## What you are asked to do
Take every line from the data that has the word "DynamicImage" in it.

## Data
'''

//! Media resolution for images and videos.
//!
//! Turns the raw bytes of an image, or the locator of a video, into a
//! [`DisplayHandle`] a renderer can bind. Decoded handles are cached per
//! image index so textures sharing a source decode it once.

use std::collections::HashMap;
use std::io::Cursor;
use std::sync::Arc;

use image::codecs::png::PngDecoder;
use image::{DynamicImage, ImageFormat, RgbaImage};
use serde::Deserialize;
use thiserror::Error;

/// Errors that can occur during media resolution.
#[derive(Error, Debug)]
pub enum MediaError {
    #[error("Failed to decode media: {0}")]
    Decode(String),

    #[error("Video has an empty locator")]
    EmptyLocator,
}

impl From<image::ImageError> for MediaError {
    fn from(error: image::ImageError) -> Self {
        MediaError::Decode(error.to_string())
    }
}

pub type MediaResult<T> = Result<T, MediaError>;

/// PNG file signature, `89 50 4E 47 0D 0A 1A 0A`.
pub const PNG_SIGNATURE: [u8; 8] = [0x89, 0x50, 0x4E, 0x47, 0x0D, 0x0A, 0x1A, 0x0A];

const VIDEO_EXTENSIONS: [&str; 4] = ["mp4", "mov", "m4v", "webm"];

/// Input to the resolver.
#[derive(Clone, Copy, Debug)]
pub enum MediaSource<'a> {
    /// Encoded still image. `mime_type` is trusted when present.
    Image { data: &'a [u8], mime_type: Option<&'a str> },
    /// Streaming video, bound by locator and never read up front.
    Video { locator: &'a str },
}

#[derive(Clone, Copy, Debug, PartialEq, Eq)]
pub enum MediaKind {
    Image,
    Video,
}

/// Decide whether a referenced resource is a still image or a video.
///
/// The MIME type wins when present; otherwise the URI's extension (or the
/// media type of a `data:` URI) decides. Anything unrecognized is an image.
pub fn classify(mime_type: Option<&str>, uri: Option<&str>) -> MediaKind {
    if let Some(mime) = mime_type {
        return if mime.starts_with("video/") {
            MediaKind::Video
        } else {
            MediaKind::Image
        };
    }

    let Some(uri) = uri else {
        return MediaKind::Image;
    };
    if let Some(data) = uri.strip_prefix("data:") {
        return if data.starts_with("video/") {
            MediaKind::Video
        } else {
            MediaKind::Image
        };
    }

    let path = uri.split(|c| c == '?' || c == '#').next().unwrap_or(uri);
    let extension = path.rsplit_once('.').map(|(_, ext)| ext.to_ascii_lowercase());
    match extension {
        Some(ext) if VIDEO_EXTENSIONS.contains(&ext.as_str()) => MediaKind::Video,
        _ => MediaKind::Image,
    }
}

/// A decoded RGBA8 image.
#[derive(Clone, Debug)]
pub struct Bitmap {
    pub pixels: RgbaImage,
}

impl Bitmap {
    pub fn width(&self) -> u32 {
        self.pixels.width()
    }

    pub fn height(&self) -> u32 {
        self.pixels.height()
    }

    /// Get total size in bytes.
    pub fn size_bytes(&self) -> usize {
        self.pixels.as_raw().len()
    }
}

/// A video bound to its locator. Opening the stream is the player's job.
#[derive(Clone, Debug, PartialEq, Eq)]
pub struct VideoStream {
    pub locator: String,
}

/// Decoded, displayable media.
#[derive(Clone, Debug)]
pub enum DisplayHandle {
    Image(Arc<Bitmap>),
    Video(Arc<VideoStream>),
}

impl DisplayHandle {
    pub fn kind(&self) -> MediaKind {
        match self {
            DisplayHandle::Image(_) => MediaKind::Image,
            DisplayHandle::Video(_) => MediaKind::Video,
        }
    }

    pub fn as_bitmap(&self) -> Option<&Bitmap> {
        match self {
            DisplayHandle::Image(bitmap) => Some(bitmap),
            DisplayHandle::Video(_) => None,
        }
    }

    pub fn as_video(&self) -> Option<&VideoStream> {
        match self {
            DisplayHandle::Video(video) => Some(video),
            DisplayHandle::Image(_) => None,
        }
    }
}

/// Media decoding options.
#[derive(Clone, Debug, Deserialize)]
#[serde(default)]
pub struct MediaOptions {
    /// Decode PNG signatures with the dedicated PNG decoder instead of the
    /// generic loader.
    pub png_direct_decode: bool,
}

impl Default for MediaOptions {
    fn default() -> Self {
        Self {
            png_direct_decode: true,
        }
    }
}

/// Resolves media sources to display handles, caching by image index.
#[derive(Default)]
pub struct MediaResolver {
    options: MediaOptions,
    handles: HashMap<usize, DisplayHandle>,
}

impl MediaResolver {
    pub fn new(options: MediaOptions) -> Self {
        Self {
            options,
            handles: HashMap::new(),
        }
    }

    /// Resolve a source without caching.
    pub fn resolve(&self, source: MediaSource<'_>) -> MediaResult<DisplayHandle> {
        match source {
            MediaSource::Image { data, mime_type } => {
                let bitmap = self.decode_image(data, mime_type)?;
                log::debug!(
                    "Decoded image ({}x{}, {:.1} KB)",
                    bitmap.width(),
                    bitmap.height(),
                    bitmap.size_bytes() as f32 / 1024.0
                );
                Ok(DisplayHandle::Image(Arc::new(bitmap)))
            }
            MediaSource::Video { locator } => {
                if locator.is_empty() {
                    return Err(MediaError::EmptyLocator);
                }
                log::debug!("Bound video stream: {}", locator);
                Ok(DisplayHandle::Video(Arc::new(VideoStream {
                    locator: locator.to_string(),
                })))
            }
        }
    }

    /// Resolve the source of image `index`, using the cache if available.
    pub fn resolve_cached(&mut self, index: usize, source: MediaSource<'_>) -> MediaResult<DisplayHandle> {
        if let Some(handle) = self.handles.get(&index) {
            return Ok(handle.clone());
        }

        let handle = self.resolve(source)?;
        self.handles.insert(index, handle.clone());
        Ok(handle)
    }

    /// Get a cached handle without resolving.
    pub fn get(&self, index: usize) -> Option<DisplayHandle> {
        self.handles.get(&index).cloned()
    }

    pub fn is_cached(&self, index: usize) -> bool {
        self.handles.contains_key(&index)
    }

    pub fn len(&self) -> usize {
        self.handles.len()
    }

    pub fn is_empty(&self) -> bool {
        self.handles.is_empty()
    }

    pub fn clear(&mut self) {
        self.handles.clear();
    }

    /// Get total memory usage of cached bitmaps.
    pub fn total_size_bytes(&self) -> usize {
        self.handles
            .values()
            .filter_map(DisplayHandle::as_bitmap)
            .map(Bitmap::size_bytes)
            .sum()
    }

    fn decode_image(&self, data: &[u8], mime_type: Option<&str>) -> MediaResult<Bitmap> {
        if self.options.png_direct_decode && data.starts_with(&PNG_SIGNATURE) {
            return decode_png(data);
        }

        let format = match mime_type.and_then(ImageFormat::from_mime_type) {
            Some(format) => format,
            None => {
                if let Some(mime) = mime_type {
                    log::debug!("Unrecognized image MIME type {}, sniffing", mime);
                }
                image::guess_format(data)
                    .map_err(|e| MediaError::Decode(format!("Unknown image format: {}", e)))?
            }
        };

        let image = image::load_from_memory_with_format(data, format)?;
        Ok(Bitmap {
            pixels: image.to_rgba8(),
        })
    }
}

/// Decode PNG bytes with the dedicated PNG decoder.
fn decode_png(data: &[u8]) -> MediaResult<Bitmap> {
    let decoder = PngDecoder::new(Cursor::new(data))?;
    let image = DynamicImage::from_decoder(decoder)?;
    Ok(Bitmap {
        pixels: image.to_rgba8(),
    })
}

'''

## Answer box
use image::{DynamicImage, ImageFormat, RgbaImage};
    let image = DynamicImage::from_decoder(decoder)?;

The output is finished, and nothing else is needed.